DATA FOR THIS TASK
- - - - - - -
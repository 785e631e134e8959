//! snowqueue CLI: `run` a parallel data load; `worker` is spawned by the controller.

use anyhow::Result;
use clap::Parser;
use snowqueue::engine::arg_parser::Cli;
use snowqueue::engine::handle_cli;
use std::time::Instant;

fn main() -> Result<()> {
    let start_time = Instant::now();
    let cli = Cli::parse();
    handle_cli(&cli)?;
    log::debug!("Total time: {:?}", start_time.elapsed());
    Ok(())
}
//! Open SQLite databases (job databases and the org file).

use anyhow::{Context, Result, bail};
use rusqlite::Connection;
use std::path::{Path, PathBuf};

use crate::utils::config::SQLITE_BUSY_TIMEOUT;

use super::WAL_PRAGMAS;

const SQLITE_URL_PREFIX: &str = "sqlite:///";

/// Open or create a database in WAL mode. Several loaders write the same org file, so every
/// connection waits on locks instead of failing at once.
pub fn open_db(path: &Path) -> Result<Connection> {
    let conn = Connection::open(path)
        .with_context(|| format!("open database {}", path.display()))?;
    conn.busy_timeout(SQLITE_BUSY_TIMEOUT)
        .context("set busy timeout")?;
    conn.query_row("PRAGMA journal_mode = WAL", [], |_| Ok(()))
        .context("enable WAL")?;
    conn.execute_batch(WAL_PRAGMAS).context("set WAL pragmas")?;
    Ok(conn)
}

/// `sqlite:///<absolute path>`.
pub fn sqlite_url(path: &Path) -> String {
    let abs = std::path::absolute(path).unwrap_or_else(|_| path.to_path_buf());
    let s = abs.display().to_string();
    format!("{SQLITE_URL_PREFIX}{}", s.trim_start_matches('/'))
}

pub fn sqlite_path_from_url(url: &str) -> Result<PathBuf> {
    let Some(rest) = url.strip_prefix(SQLITE_URL_PREFIX) else {
        bail!("Unsupported database_url `{url}` (expected sqlite:///<path>)");
    };
    if cfg!(windows) {
        Ok(PathBuf::from(rest))
    } else {
        Ok(PathBuf::from(format!("/{rest}")))
    }
}

pub fn open_db_url(url: &str) -> Result<Connection> {
    open_db(&sqlite_path_from_url(url)?)
}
- - - - - - -
TASK GOAL
A single figure is the whole answer: the number of lines in the material above that contain "rest".

PROBLEM SOLUTION
3